▶ Your assignment:
From the listing below, return every line with the string "interval" in it.

▶ Available data:
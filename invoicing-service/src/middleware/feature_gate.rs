//! Plan feature flags and the route guard built on them.

use axum::{
    extract::{Request, State},
    middleware::Next,
    response::Response,
};
use service_core::error::AppError;

use crate::middleware::auth::AuthUser;
use crate::models::{Plan, UNLIMITED};
use crate::services::metrics::record_feature_check;
use crate::services::subscribed_plan;
use crate::services::usage::month_start;
use crate::startup::AppState;

#[derive(Debug, Clone, Copy, PartialEq, Eq)]
pub enum Feature {
    ImageGeneration,
    CustomVoice,
    PrioritySupport,
    AdvancedAnalytics,
    ApiAccess,
    WhiteLabel,
}

impl Feature {
    pub const ALL: [Feature; 6] = [
        Feature::ImageGeneration,
        Feature::CustomVoice,
        Feature::PrioritySupport,
        Feature::AdvancedAnalytics,
        Feature::ApiAccess,
        Feature::WhiteLabel,
    ];

    pub fn as_str(&self) -> &'static str {
        match self {
            Feature::ImageGeneration => "image_generation",
            Feature::CustomVoice => "custom_voice",
            Feature::PrioritySupport => "priority_support",
            Feature::AdvancedAnalytics => "advanced_analytics",
            Feature::ApiAccess => "api_access",
            Feature::WhiteLabel => "white_label",
        }
    }

    pub fn parse(name: &str) -> Option<Self> {
        Self::ALL.into_iter().find(|f| f.as_str() == name)
    }

    pub fn enabled_in(&self, plan: &Plan) -> bool {
        match self {
            Feature::ImageGeneration => plan.image_generation,
            Feature::CustomVoice => plan.custom_voice,
            Feature::PrioritySupport => plan.priority_support,
            Feature::AdvancedAnalytics => plan.advanced_analytics,
            Feature::ApiAccess => plan.api_access,
            Feature::WhiteLabel => plan.white_label,
        }
    }
}

/// Whether `plan` includes the feature called `name`. Names that are not
/// plan features are allowed.
pub fn is_feature_allowed(name: &str, plan: &Plan) -> bool {
    match Feature::parse(name) {
        Some(feature) => feature.enabled_in(plan),
        None => {
            tracing::warn!(feature = name, plan = %plan.name, "Unknown feature, allowing");
            true
        }
    }
}

/// Route guard: `from_fn_with_state((state, Feature::X), require_feature)`.
pub async fn require_feature(
    State((state, feature)): State<(AppState, Feature)>,
    req: Request,
    next: Next,
) -> Result<Response, AppError> {
    let user = req
        .extensions()
        .get::<AuthUser>()
        .cloned()
        .ok_or_else(|| AppError::Unauthorized(anyhow::anyhow!("Authentication required")))?;

    let Some((_, plan)) = subscribed_plan(state.store.as_ref(), user.id()).await? else {
        record_feature_check(feature.as_str(), false);
        return Err(AppError::SubscriptionRequired {
            feature: feature.as_str().to_string(),
        });
    };

    if !feature.enabled_in(&plan) {
        record_feature_check(feature.as_str(), false);
        tracing::info!(
            user_id = %user.id(),
            feature = feature.as_str(),
            plan = %plan.name,
            "Feature not in plan"
        );
        return Err(AppError::FeatureUnavailable {
            feature: feature.as_str().to_string(),
            current_plan: plan.name,
        });
    }

    record_feature_check(feature.as_str(), true);
    Ok(next.run(req).await)
}

/// Numeric plan limits checked on create when plan quotas are enabled.
#[derive(Debug, Clone, Copy, PartialEq, Eq)]
pub enum Quota {
    /// Invoices created this calendar month.
    Invoices,
    /// Clients owned, all time.
    Clients,
}

impl Quota {
    pub fn limit(&self, plan: &Plan) -> i32 {
        match self {
            Quota::Invoices => plan.invoice_limit,
            Quota::Clients => plan.client_limit,
        }
    }
}

pub fn within_quota(limit: i32, used: i64) -> bool {
    limit == UNLIMITED || used < i64::from(limit)
}

/// Rejects a create that would exceed the plan's quota. Users without a
/// subscription are not capped here.
pub async fn check_plan_quota(
    state: &AppState,
    user_id: &str,
    quota: Quota,
) -> Result<(), AppError> {
    if !state.config.limits.plan_quotas_enabled {
        return Ok(());
    }

    let Some((_, plan)) = subscribed_plan(state.store.as_ref(), user_id).await? else {
        return Ok(());
    };

    let limit = quota.limit(&plan);
    if limit == UNLIMITED {
        return Ok(());
    }

    let used = match quota {
        Quota::Invoices => {
            state
                .store
                .count_invoices(user_id, Some(month_start(chrono::Utc::now())))
                .await?
        }
        Quota::Clients => state.store.count_clients(user_id, None).await?,
    };

    if within_quota(limit, used) {
        Ok(())
    } else {
        tracing::info!(user_id, ?quota, limit, used, plan = %plan.name, "Plan limit reached");
        Err(AppError::Forbidden(anyhow::anyhow!("Plan limit reached")))
    }
}

#[cfg(test)]
mod tests {
    use super::*;
    use crate::models::default_plans;

    fn plan(name: &str) -> Plan {
        default_plans()
            .into_iter()
            .find(|p| p.name == name)
            .unwrap()
    }

    fn plan_with(feature: Feature, enabled: bool) -> Plan {
        let mut plan = plan("Starter");
        match feature {
            Feature::ImageGeneration => plan.image_generation = enabled,
            Feature::CustomVoice => plan.custom_voice = enabled,
            Feature::PrioritySupport => plan.priority_support = enabled,
            Feature::AdvancedAnalytics => plan.advanced_analytics = enabled,
            Feature::ApiAccess => plan.api_access = enabled,
            Feature::WhiteLabel => plan.white_label = enabled,
        }
        plan
    }

    #[test]
    fn every_flag_gates_its_feature() {
        for feature in Feature::ALL {
            assert!(is_feature_allowed(feature.as_str(), &plan_with(feature, true)));
            assert!(!is_feature_allowed(feature.as_str(), &plan_with(feature, false)));
        }
    }

    #[test]
    fn flags_are_independent() {
        let plan = plan_with(Feature::ApiAccess, true);
        for feature in Feature::ALL {
            assert_eq!(feature.enabled_in(&plan), feature == Feature::ApiAccess);
        }
    }

    #[test]
    fn catalog_flags() {
        let starter = plan("Starter");
        let pro = plan("Pro");
        let business = plan("Business");

        assert!(Feature::ALL.iter().all(|f| !f.enabled_in(&starter)));
        assert!(Feature::AdvancedAnalytics.enabled_in(&pro));
        assert!(!Feature::WhiteLabel.enabled_in(&pro));
        assert!(Feature::ALL.iter().all(|f| f.enabled_in(&business)));
    }

    #[test]
    fn unknown_feature_is_allowed() {
        assert!(is_feature_allowed("teleportation", &plan("Starter")));
    }

    #[test]
    fn quotas_follow_plan_limits() {
        let starter = plan("Starter");
        assert_eq!(Quota::Invoices.limit(&starter), 50);
        assert_eq!(Quota::Clients.limit(&starter), 10);
        assert!(within_quota(10, 9));
        assert!(!within_quota(10, 10));
        assert!(within_quota(UNLIMITED, 1_000_000));
    }

    #[test]
    fn names_round_trip() {
        for feature in Feature::ALL {
            assert_eq!(Feature::parse(feature.as_str()), Some(feature));
        }
        assert_eq!(Feature::parse("Image_Generation"), None);
    }
}
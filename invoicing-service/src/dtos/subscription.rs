use chrono::{DateTime, Utc};
use rust_decimal::Decimal;
use serde::{Deserialize, Serialize};
use validator::Validate;

use crate::models::{Plan, Subscription};

#[derive(Debug, Serialize)]
pub struct SubscriptionStatusResponse {
    pub subscription: Subscription,
    pub plan: Plan,
}

#[derive(Debug, Default, Deserialize, Validate)]
pub struct ChangeSubscriptionRequest {
    #[serde(default)]
    #[validate(length(min = 1, message = "Plan ID is required"))]
    pub plan_id: String,
}

#[derive(Debug, Serialize)]
pub struct SubscriptionResponse {
    pub message: String,
    pub subscription: Subscription,
}

#[derive(Debug, Default, Serialize)]
pub struct CurrentUsage {
    pub invoices_created: i64,
    pub clients_created: i64,
    pub messages_sent: i64,
    pub images_generated: i64,
}

#[derive(Debug, Serialize)]
pub struct PlanLimits {
    pub invoice_limit: i32,
    pub client_limit: i32,
    pub messages_per_day: i32,
    pub image_generation: bool,
    pub custom_voice: bool,
    pub priority_support: bool,
    pub advanced_analytics: bool,
    pub api_access: bool,
    pub white_label: bool,
}

impl From<&Plan> for PlanLimits {
    fn from(plan: &Plan) -> Self {
        Self {
            invoice_limit: plan.invoice_limit,
            client_limit: plan.client_limit,
            messages_per_day: plan.messages_per_day,
            image_generation: plan.image_generation,
            custom_voice: plan.custom_voice,
            priority_support: plan.priority_support,
            advanced_analytics: plan.advanced_analytics,
            api_access: plan.api_access,
            white_label: plan.white_label,
        }
    }
}

#[derive(Debug, Serialize)]
pub struct UsagePeriod {
    pub start: DateTime<Utc>,
    pub end: DateTime<Utc>,
}

#[derive(Debug, Serialize)]
pub struct UsageResponse {
    pub current_usage: CurrentUsage,
    pub limits: PlanLimits,
    pub period: UsagePeriod,
}

#[derive(Debug, Serialize)]
pub struct PlanSummary {
    pub id: String,
    pub name: String,
    #[serde(with = "rust_decimal::serde::float")]
    pub price: Decimal,
    pub currency: String,
    pub interval: String,
    pub features: Vec<String>,
    pub popular: bool,
}

impl From<Plan> for PlanSummary {
    fn from(plan: Plan) -> Self {
        Self {
            features: plan.feature_list(),
            popular: plan.is_popular(),
            id: plan.id,
            name: plan.name,
            price: plan.price,
            currency: plan.currency,
            interval: plan.interval,
        }
    }
}

#[derive(Debug, Serialize)]
pub struct PlansResponse {
    pub plans: Vec<PlanSummary>,
}

#[derive(Debug, Serialize)]
pub struct FeatureCheckResponse {
    pub feature: String,
    pub allowed: bool,
    pub current_plan: Option<String>,
}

▶ Solution:
    pub interval: String,
            interval: plan.interval,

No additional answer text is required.